__Source material__:
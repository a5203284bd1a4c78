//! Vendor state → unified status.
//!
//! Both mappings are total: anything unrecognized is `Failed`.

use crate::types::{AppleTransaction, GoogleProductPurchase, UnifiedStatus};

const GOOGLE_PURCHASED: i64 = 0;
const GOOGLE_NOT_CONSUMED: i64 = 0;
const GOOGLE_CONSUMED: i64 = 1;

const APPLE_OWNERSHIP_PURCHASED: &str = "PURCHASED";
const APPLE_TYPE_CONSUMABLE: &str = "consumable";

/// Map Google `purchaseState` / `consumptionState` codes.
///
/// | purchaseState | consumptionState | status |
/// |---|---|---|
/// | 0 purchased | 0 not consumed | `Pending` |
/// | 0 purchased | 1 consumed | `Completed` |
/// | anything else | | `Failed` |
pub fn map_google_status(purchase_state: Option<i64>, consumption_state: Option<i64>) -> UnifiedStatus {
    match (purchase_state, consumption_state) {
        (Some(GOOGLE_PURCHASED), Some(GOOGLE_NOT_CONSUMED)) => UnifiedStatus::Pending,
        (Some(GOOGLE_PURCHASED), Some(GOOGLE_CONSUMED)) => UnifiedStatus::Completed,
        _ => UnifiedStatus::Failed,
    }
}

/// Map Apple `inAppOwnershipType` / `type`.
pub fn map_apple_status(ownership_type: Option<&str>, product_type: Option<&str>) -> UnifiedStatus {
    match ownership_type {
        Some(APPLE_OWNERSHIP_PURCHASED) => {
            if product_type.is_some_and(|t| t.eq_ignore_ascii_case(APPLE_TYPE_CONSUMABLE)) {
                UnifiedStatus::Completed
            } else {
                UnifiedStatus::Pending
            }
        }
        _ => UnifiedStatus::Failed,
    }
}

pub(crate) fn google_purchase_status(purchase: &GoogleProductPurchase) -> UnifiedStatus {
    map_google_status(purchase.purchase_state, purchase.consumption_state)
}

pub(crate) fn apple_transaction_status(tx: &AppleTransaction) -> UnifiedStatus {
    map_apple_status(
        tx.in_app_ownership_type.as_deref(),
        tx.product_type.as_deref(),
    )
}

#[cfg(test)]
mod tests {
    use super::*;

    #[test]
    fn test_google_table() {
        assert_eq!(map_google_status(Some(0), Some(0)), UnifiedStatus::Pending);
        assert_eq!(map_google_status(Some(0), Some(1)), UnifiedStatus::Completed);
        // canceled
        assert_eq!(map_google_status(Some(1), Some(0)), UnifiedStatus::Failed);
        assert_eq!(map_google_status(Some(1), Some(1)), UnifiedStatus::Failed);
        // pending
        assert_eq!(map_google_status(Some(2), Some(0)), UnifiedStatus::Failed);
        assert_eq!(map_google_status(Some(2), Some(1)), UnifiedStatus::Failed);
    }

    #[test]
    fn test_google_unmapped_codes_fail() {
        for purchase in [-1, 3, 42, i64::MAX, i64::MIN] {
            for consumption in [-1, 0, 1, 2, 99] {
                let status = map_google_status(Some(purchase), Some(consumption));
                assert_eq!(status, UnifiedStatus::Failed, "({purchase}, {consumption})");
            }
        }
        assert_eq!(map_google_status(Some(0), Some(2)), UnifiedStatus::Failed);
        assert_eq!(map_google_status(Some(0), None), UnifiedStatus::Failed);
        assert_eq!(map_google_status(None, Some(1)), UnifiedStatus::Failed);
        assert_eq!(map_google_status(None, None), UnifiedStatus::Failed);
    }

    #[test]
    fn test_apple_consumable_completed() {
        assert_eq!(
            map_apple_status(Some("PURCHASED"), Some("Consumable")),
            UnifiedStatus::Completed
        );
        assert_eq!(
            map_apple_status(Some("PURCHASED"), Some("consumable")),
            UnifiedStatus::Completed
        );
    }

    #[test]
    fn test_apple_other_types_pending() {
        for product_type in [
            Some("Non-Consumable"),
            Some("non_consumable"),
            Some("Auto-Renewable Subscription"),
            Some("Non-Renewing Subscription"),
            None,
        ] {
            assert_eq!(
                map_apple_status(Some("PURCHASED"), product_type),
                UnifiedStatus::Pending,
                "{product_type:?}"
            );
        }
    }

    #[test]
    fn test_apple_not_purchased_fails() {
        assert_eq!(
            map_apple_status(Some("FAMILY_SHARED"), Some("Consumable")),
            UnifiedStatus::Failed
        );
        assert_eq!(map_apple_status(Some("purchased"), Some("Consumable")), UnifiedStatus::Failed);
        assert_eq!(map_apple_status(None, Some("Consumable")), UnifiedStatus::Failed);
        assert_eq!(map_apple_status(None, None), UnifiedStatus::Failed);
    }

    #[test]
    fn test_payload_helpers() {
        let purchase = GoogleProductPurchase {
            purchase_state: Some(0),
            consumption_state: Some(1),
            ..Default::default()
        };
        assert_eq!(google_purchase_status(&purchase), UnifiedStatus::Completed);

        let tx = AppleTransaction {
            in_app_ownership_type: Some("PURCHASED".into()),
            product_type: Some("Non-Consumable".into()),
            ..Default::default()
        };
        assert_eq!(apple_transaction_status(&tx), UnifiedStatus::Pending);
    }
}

---

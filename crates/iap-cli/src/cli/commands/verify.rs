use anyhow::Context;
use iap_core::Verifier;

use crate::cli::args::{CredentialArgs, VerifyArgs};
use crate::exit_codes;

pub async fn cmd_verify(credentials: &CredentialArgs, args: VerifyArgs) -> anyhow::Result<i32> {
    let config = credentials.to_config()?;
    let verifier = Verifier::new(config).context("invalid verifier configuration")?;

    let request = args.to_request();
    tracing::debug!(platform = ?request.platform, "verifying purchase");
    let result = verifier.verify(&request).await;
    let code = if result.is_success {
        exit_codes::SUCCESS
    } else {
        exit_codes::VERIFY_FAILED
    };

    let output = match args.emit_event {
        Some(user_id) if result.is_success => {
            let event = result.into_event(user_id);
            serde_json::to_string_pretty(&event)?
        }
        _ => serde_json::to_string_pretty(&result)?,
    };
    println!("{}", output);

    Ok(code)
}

--

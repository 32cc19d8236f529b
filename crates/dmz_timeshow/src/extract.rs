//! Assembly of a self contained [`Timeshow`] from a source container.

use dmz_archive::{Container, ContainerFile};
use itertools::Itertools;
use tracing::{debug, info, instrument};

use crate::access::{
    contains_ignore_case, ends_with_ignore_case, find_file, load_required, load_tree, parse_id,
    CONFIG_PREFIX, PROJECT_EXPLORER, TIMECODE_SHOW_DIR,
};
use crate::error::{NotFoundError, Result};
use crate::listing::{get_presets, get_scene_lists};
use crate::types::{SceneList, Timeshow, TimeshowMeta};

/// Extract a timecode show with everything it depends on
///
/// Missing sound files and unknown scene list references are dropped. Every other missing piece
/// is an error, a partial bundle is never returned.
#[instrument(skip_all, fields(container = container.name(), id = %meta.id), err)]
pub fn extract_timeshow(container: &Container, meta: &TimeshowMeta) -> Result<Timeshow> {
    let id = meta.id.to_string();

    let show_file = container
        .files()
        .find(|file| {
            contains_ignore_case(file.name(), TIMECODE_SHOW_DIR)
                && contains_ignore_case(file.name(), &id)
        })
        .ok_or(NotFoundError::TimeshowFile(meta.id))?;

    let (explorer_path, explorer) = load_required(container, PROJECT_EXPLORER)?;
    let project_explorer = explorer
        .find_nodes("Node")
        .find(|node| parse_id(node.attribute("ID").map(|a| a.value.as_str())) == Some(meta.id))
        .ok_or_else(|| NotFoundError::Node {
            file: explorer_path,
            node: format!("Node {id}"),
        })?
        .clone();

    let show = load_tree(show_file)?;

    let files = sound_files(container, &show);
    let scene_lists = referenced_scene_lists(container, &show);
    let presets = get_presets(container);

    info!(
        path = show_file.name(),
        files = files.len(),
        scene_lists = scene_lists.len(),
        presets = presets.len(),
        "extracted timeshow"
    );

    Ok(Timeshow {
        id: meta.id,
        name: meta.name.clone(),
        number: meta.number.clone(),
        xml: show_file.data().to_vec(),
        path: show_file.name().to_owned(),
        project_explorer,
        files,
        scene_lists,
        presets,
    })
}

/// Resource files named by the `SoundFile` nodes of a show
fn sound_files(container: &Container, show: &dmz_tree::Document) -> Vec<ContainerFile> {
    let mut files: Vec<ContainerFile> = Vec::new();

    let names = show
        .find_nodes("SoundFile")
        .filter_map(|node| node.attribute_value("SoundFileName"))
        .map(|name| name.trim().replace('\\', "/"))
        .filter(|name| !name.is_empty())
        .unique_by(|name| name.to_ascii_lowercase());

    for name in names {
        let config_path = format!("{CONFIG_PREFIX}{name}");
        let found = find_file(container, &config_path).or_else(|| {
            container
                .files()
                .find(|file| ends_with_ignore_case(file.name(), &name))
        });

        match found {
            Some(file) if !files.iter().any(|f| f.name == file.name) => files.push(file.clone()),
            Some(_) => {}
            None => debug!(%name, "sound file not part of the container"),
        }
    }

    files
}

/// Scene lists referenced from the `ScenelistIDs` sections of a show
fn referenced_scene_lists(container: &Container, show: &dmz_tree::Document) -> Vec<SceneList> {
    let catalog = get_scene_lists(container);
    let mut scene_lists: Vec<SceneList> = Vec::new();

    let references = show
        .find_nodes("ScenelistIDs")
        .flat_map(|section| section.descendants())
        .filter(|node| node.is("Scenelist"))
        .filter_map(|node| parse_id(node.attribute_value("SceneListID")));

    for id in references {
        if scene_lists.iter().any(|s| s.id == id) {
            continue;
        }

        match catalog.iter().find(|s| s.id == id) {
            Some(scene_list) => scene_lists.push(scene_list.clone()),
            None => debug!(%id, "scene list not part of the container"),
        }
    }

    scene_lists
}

__Assignment__: From the material above, retype precisely the lines between the line holding "repository a5203284bd1a4c78" and the line holding "const GOOGLE_NOT_CONSUMED: i64 = 0;", inclusive, and nothing beyond them.

__Expected output__:
repository a5203284bd1a4c78
//! Vendor state → unified status.
//!
//! Both mappings are total: anything unrecognized is `Failed`.

use crate::types::{AppleTransaction, GoogleProductPurchase, UnifiedStatus};

const GOOGLE_PURCHASED: i64 = 0;
const GOOGLE_NOT_CONSUMED: i64 = 0;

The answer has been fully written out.